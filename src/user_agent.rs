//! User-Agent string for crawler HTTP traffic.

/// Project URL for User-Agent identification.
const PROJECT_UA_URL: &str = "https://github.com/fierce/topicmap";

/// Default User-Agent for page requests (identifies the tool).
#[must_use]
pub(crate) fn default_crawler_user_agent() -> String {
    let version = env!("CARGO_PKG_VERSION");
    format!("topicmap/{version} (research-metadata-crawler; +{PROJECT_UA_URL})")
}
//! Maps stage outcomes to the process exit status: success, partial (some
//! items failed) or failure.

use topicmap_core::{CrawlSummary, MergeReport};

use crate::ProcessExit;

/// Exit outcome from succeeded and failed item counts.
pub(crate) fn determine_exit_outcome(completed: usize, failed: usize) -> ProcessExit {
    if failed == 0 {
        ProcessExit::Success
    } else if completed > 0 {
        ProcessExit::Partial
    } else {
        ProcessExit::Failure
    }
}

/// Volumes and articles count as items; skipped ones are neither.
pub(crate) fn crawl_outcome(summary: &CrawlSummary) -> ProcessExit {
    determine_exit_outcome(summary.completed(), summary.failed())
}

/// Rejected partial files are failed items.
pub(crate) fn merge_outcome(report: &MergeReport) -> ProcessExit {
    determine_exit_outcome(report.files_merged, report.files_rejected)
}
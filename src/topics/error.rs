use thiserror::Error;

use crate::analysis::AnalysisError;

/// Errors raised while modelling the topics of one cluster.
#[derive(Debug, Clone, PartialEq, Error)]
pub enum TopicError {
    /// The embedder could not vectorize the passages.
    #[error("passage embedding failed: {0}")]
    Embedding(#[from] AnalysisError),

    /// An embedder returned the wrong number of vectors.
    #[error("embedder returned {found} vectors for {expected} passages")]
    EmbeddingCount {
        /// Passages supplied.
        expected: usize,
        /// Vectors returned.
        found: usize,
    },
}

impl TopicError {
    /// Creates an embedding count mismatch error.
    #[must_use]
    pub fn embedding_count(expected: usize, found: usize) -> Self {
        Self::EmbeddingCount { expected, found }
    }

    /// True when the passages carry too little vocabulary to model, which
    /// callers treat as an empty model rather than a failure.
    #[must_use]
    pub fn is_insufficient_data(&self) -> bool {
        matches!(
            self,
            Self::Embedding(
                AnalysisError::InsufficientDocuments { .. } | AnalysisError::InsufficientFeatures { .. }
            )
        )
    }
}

━━━━━━

> _Problem details_
Set down the material above again, word for word.

> _Answer area_
filename src/user_agent.rs
//! User-Agent string for crawler HTTP traffic.

/// Project URL for User-Agent identification.
const PROJECT_UA_URL: &str = "https://github.com/fierce/topicmap";

/// Default User-Agent for page requests (identifies the tool).
#[must_use]
pub(crate) fn default_crawler_user_agent() -> String {
    let version = env!("CARGO_PKG_VERSION");
    format!("topicmap/{version} (research-metadata-crawler; +{PROJECT_UA_URL})")
}
//! Maps stage outcomes to the process exit status: success, partial (some
//! items failed) or failure.

use topicmap_core::{CrawlSummary, MergeReport};

use crate::ProcessExit;

/// Exit outcome from succeeded and failed item counts.
pub(crate) fn determine_exit_outcome(completed: usize, failed: usize) -> ProcessExit {
    if failed == 0 {
        ProcessExit::Success
    } else if completed > 0 {
        ProcessExit::Partial
    } else {
        ProcessExit::Failure
    }
}

/// Volumes and articles count as items; skipped ones are neither.
pub(crate) fn crawl_outcome(summary: &CrawlSummary) -> ProcessExit {
    determine_exit_outcome(summary.completed(), summary.failed())
}

/// Rejected partial files are failed items.
pub(crate) fn merge_outcome(report: &MergeReport) -> ProcessExit {
    determine_exit_outcome(report.files_merged, report.files_rejected)
}
filename src/topics/error.rs
use thiserror::Error;

use crate::analysis::AnalysisError;

/// Errors raised while modelling the topics of one cluster.
#[derive(Debug, Clone, PartialEq, Error)]
pub enum TopicError {
    /// The embedder could not vectorize the passages.
    #[error("passage embedding failed: {0}")]
    Embedding(#[from] AnalysisError),

    /// An embedder returned the wrong number of vectors.
    #[error("embedder returned {found} vectors for {expected} passages")]
    EmbeddingCount {
        /// Passages supplied.
        expected: usize,
        /// Vectors returned.
        found: usize,
    },
}

impl TopicError {
    /// Creates an embedding count mismatch error.
    #[must_use]
    pub fn embedding_count(expected: usize, found: usize) -> Self {
        Self::EmbeddingCount { expected, found }
    }

    /// True when the passages carry too little vocabulary to model, which
    /// callers treat as an empty model rather than a failure.
    #[must_use]
    pub fn is_insufficient_data(&self) -> bool {
        matches!(
            self,
            Self::Embedding(
                AnalysisError::InsufficientDocuments { .. } | AnalysisError::InsufficientFeatures { .. }
            )
        )
    }
}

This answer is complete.